─── Dataset records

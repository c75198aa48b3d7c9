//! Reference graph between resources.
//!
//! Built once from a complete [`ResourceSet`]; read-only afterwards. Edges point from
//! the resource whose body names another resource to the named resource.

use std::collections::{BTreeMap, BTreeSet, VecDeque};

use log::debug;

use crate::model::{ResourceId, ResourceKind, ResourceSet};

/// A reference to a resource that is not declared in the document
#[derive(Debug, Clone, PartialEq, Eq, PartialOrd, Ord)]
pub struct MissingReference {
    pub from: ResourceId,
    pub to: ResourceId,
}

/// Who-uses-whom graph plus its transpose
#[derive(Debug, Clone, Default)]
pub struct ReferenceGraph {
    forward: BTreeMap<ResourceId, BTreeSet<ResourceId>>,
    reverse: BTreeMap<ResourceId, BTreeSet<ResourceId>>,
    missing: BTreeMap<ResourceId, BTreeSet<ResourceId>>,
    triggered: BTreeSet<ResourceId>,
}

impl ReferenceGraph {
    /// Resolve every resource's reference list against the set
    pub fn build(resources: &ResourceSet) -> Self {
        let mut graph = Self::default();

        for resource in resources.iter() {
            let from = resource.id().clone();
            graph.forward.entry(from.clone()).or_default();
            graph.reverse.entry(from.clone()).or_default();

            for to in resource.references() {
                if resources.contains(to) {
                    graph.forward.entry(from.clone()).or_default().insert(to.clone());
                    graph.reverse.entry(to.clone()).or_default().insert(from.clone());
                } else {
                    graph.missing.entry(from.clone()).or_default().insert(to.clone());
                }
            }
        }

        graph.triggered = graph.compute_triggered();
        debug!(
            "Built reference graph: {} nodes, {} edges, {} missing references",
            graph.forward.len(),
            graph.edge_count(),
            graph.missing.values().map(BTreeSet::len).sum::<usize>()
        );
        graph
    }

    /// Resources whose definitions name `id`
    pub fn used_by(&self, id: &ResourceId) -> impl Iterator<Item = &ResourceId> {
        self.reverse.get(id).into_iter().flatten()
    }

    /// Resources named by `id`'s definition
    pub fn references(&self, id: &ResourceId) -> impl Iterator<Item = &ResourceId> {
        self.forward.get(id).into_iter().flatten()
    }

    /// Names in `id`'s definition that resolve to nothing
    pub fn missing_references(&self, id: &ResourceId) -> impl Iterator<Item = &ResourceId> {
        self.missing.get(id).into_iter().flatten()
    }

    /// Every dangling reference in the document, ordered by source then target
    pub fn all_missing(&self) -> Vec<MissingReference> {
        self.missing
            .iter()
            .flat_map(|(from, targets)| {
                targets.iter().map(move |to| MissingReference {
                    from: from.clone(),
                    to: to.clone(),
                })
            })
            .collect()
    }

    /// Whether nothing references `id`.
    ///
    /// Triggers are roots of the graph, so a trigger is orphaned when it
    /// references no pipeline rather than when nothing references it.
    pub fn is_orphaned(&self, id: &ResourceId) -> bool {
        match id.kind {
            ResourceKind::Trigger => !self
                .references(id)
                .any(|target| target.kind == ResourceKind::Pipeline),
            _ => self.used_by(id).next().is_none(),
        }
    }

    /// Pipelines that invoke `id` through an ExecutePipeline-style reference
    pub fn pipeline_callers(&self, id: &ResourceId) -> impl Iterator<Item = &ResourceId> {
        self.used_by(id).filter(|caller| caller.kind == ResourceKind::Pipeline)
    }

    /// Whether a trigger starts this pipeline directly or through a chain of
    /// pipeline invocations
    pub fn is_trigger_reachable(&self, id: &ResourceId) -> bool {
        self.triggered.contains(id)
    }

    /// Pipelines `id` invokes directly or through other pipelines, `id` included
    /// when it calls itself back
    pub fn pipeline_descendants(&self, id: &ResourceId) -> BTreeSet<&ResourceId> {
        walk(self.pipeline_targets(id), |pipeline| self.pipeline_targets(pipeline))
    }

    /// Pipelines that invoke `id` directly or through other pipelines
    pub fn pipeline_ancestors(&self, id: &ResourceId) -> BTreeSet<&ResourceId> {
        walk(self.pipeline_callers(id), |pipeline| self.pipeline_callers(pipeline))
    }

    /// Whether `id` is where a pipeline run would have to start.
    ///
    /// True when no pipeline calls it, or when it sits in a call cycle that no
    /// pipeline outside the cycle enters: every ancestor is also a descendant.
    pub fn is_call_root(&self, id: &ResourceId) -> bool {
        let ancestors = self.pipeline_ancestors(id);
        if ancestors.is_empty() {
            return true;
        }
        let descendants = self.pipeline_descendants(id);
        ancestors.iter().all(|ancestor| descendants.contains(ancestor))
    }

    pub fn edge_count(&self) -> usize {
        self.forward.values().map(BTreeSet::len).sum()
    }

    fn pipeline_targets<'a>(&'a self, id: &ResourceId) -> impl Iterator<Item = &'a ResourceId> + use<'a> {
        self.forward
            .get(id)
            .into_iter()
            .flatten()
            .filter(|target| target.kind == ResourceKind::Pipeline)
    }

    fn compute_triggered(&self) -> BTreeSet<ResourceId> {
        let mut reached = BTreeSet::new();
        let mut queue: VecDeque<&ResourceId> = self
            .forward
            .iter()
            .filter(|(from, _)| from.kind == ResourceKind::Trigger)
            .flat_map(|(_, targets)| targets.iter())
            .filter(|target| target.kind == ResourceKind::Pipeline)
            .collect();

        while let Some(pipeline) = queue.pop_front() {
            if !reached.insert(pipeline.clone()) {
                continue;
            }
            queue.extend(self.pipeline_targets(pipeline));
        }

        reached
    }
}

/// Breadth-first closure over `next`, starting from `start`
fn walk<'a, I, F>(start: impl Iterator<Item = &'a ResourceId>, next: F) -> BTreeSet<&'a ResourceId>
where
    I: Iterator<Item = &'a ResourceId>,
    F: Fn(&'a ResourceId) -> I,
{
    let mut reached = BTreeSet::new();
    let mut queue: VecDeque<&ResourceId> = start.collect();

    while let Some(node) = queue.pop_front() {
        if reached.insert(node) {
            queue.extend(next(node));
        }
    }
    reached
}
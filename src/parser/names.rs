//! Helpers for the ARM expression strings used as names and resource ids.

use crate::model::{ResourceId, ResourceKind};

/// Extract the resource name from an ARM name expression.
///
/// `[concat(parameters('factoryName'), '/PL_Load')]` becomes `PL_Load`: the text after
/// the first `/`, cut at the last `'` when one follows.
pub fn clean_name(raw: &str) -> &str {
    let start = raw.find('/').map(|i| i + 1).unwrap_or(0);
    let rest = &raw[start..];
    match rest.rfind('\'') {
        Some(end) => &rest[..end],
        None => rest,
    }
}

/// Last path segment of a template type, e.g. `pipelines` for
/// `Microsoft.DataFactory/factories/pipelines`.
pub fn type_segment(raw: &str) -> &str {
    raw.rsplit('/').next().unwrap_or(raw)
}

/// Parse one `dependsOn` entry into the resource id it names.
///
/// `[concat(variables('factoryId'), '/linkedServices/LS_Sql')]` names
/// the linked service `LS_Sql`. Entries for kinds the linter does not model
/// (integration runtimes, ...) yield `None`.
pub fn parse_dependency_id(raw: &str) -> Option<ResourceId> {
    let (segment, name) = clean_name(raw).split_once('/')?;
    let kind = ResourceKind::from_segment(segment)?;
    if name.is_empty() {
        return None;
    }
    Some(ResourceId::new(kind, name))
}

──────

> [What is expected] Give the data back exactly as it stands.

> [Task solution]
repository c75198aa48b3d7c9
//! Reference graph between resources.
//!
//! Built once from a complete [`ResourceSet`]; read-only afterwards. Edges point from
//! the resource whose body names another resource to the named resource.

use std::collections::{BTreeMap, BTreeSet, VecDeque};

use log::debug;

use crate::model::{ResourceId, ResourceKind, ResourceSet};

/// A reference to a resource that is not declared in the document
#[derive(Debug, Clone, PartialEq, Eq, PartialOrd, Ord)]
pub struct MissingReference {
    pub from: ResourceId,
    pub to: ResourceId,
}

/// Who-uses-whom graph plus its transpose
#[derive(Debug, Clone, Default)]
pub struct ReferenceGraph {
    forward: BTreeMap<ResourceId, BTreeSet<ResourceId>>,
    reverse: BTreeMap<ResourceId, BTreeSet<ResourceId>>,
    missing: BTreeMap<ResourceId, BTreeSet<ResourceId>>,
    triggered: BTreeSet<ResourceId>,
}

impl ReferenceGraph {
    /// Resolve every resource's reference list against the set
    pub fn build(resources: &ResourceSet) -> Self {
        let mut graph = Self::default();

        for resource in resources.iter() {
            let from = resource.id().clone();
            graph.forward.entry(from.clone()).or_default();
            graph.reverse.entry(from.clone()).or_default();

            for to in resource.references() {
                if resources.contains(to) {
                    graph.forward.entry(from.clone()).or_default().insert(to.clone());
                    graph.reverse.entry(to.clone()).or_default().insert(from.clone());
                } else {
                    graph.missing.entry(from.clone()).or_default().insert(to.clone());
                }
            }
        }

        graph.triggered = graph.compute_triggered();
        debug!(
            "Built reference graph: {} nodes, {} edges, {} missing references",
            graph.forward.len(),
            graph.edge_count(),
            graph.missing.values().map(BTreeSet::len).sum::<usize>()
        );
        graph
    }

    /// Resources whose definitions name `id`
    pub fn used_by(&self, id: &ResourceId) -> impl Iterator<Item = &ResourceId> {
        self.reverse.get(id).into_iter().flatten()
    }

    /// Resources named by `id`'s definition
    pub fn references(&self, id: &ResourceId) -> impl Iterator<Item = &ResourceId> {
        self.forward.get(id).into_iter().flatten()
    }

    /// Names in `id`'s definition that resolve to nothing
    pub fn missing_references(&self, id: &ResourceId) -> impl Iterator<Item = &ResourceId> {
        self.missing.get(id).into_iter().flatten()
    }

    /// Every dangling reference in the document, ordered by source then target
    pub fn all_missing(&self) -> Vec<MissingReference> {
        self.missing
            .iter()
            .flat_map(|(from, targets)| {
                targets.iter().map(move |to| MissingReference {
                    from: from.clone(),
                    to: to.clone(),
                })
            })
            .collect()
    }

    /// Whether nothing references `id`.
    ///
    /// Triggers are roots of the graph, so a trigger is orphaned when it
    /// references no pipeline rather than when nothing references it.
    pub fn is_orphaned(&self, id: &ResourceId) -> bool {
        match id.kind {
            ResourceKind::Trigger => !self
                .references(id)
                .any(|target| target.kind == ResourceKind::Pipeline),
            _ => self.used_by(id).next().is_none(),
        }
    }

    /// Pipelines that invoke `id` through an ExecutePipeline-style reference
    pub fn pipeline_callers(&self, id: &ResourceId) -> impl Iterator<Item = &ResourceId> {
        self.used_by(id).filter(|caller| caller.kind == ResourceKind::Pipeline)
    }

    /// Whether a trigger starts this pipeline directly or through a chain of
    /// pipeline invocations
    pub fn is_trigger_reachable(&self, id: &ResourceId) -> bool {
        self.triggered.contains(id)
    }

    /// Pipelines `id` invokes directly or through other pipelines, `id` included
    /// when it calls itself back
    pub fn pipeline_descendants(&self, id: &ResourceId) -> BTreeSet<&ResourceId> {
        walk(self.pipeline_targets(id), |pipeline| self.pipeline_targets(pipeline))
    }

    /// Pipelines that invoke `id` directly or through other pipelines
    pub fn pipeline_ancestors(&self, id: &ResourceId) -> BTreeSet<&ResourceId> {
        walk(self.pipeline_callers(id), |pipeline| self.pipeline_callers(pipeline))
    }

    /// Whether `id` is where a pipeline run would have to start.
    ///
    /// True when no pipeline calls it, or when it sits in a call cycle that no
    /// pipeline outside the cycle enters: every ancestor is also a descendant.
    pub fn is_call_root(&self, id: &ResourceId) -> bool {
        let ancestors = self.pipeline_ancestors(id);
        if ancestors.is_empty() {
            return true;
        }
        let descendants = self.pipeline_descendants(id);
        ancestors.iter().all(|ancestor| descendants.contains(ancestor))
    }

    pub fn edge_count(&self) -> usize {
        self.forward.values().map(BTreeSet::len).sum()
    }

    fn pipeline_targets<'a>(&'a self, id: &ResourceId) -> impl Iterator<Item = &'a ResourceId> + use<'a> {
        self.forward
            .get(id)
            .into_iter()
            .flatten()
            .filter(|target| target.kind == ResourceKind::Pipeline)
    }

    fn compute_triggered(&self) -> BTreeSet<ResourceId> {
        let mut reached = BTreeSet::new();
        let mut queue: VecDeque<&ResourceId> = self
            .forward
            .iter()
            .filter(|(from, _)| from.kind == ResourceKind::Trigger)
            .flat_map(|(_, targets)| targets.iter())
            .filter(|target| target.kind == ResourceKind::Pipeline)
            .collect();

        while let Some(pipeline) = queue.pop_front() {
            if !reached.insert(pipeline.clone()) {
                continue;
            }
            queue.extend(self.pipeline_targets(pipeline));
        }

        reached
    }
}

/// Breadth-first closure over `next`, starting from `start`
fn walk<'a, I, F>(start: impl Iterator<Item = &'a ResourceId>, next: F) -> BTreeSet<&'a ResourceId>
where
    I: Iterator<Item = &'a ResourceId>,
    F: Fn(&'a ResourceId) -> I,
{
    let mut reached = BTreeSet::new();
    let mut queue: VecDeque<&ResourceId> = start.collect();

    while let Some(node) = queue.pop_front() {
        if reached.insert(node) {
            queue.extend(next(node));
        }
    }
    reached
}
filename src/parser/names.rs
//! Helpers for the ARM expression strings used as names and resource ids.

use crate::model::{ResourceId, ResourceKind};

/// Extract the resource name from an ARM name expression.
///
/// `[concat(parameters('factoryName'), '/PL_Load')]` becomes `PL_Load`: the text after
/// the first `/`, cut at the last `'` when one follows.
pub fn clean_name(raw: &str) -> &str {
    let start = raw.find('/').map(|i| i + 1).unwrap_or(0);
    let rest = &raw[start..];
    match rest.rfind('\'') {
        Some(end) => &rest[..end],
        None => rest,
    }
}

/// Last path segment of a template type, e.g. `pipelines` for
/// `Microsoft.DataFactory/factories/pipelines`.
pub fn type_segment(raw: &str) -> &str {
    raw.rsplit('/').next().unwrap_or(raw)
}

/// Parse one `dependsOn` entry into the resource id it names.
///
/// `[concat(variables('factoryId'), '/linkedServices/LS_Sql')]` names
/// the linked service `LS_Sql`. Entries for kinds the linter does not model
/// (integration runtimes, ...) yield `None`.
pub fn parse_dependency_id(raw: &str) -> Option<ResourceId> {
    let (segment, name) = clean_name(raw).split_once('/')?;
    let kind = ResourceKind::from_segment(segment)?;
    if name.is_empty() {
        return None;
    }
    Some(ResourceId::new(kind, name))
}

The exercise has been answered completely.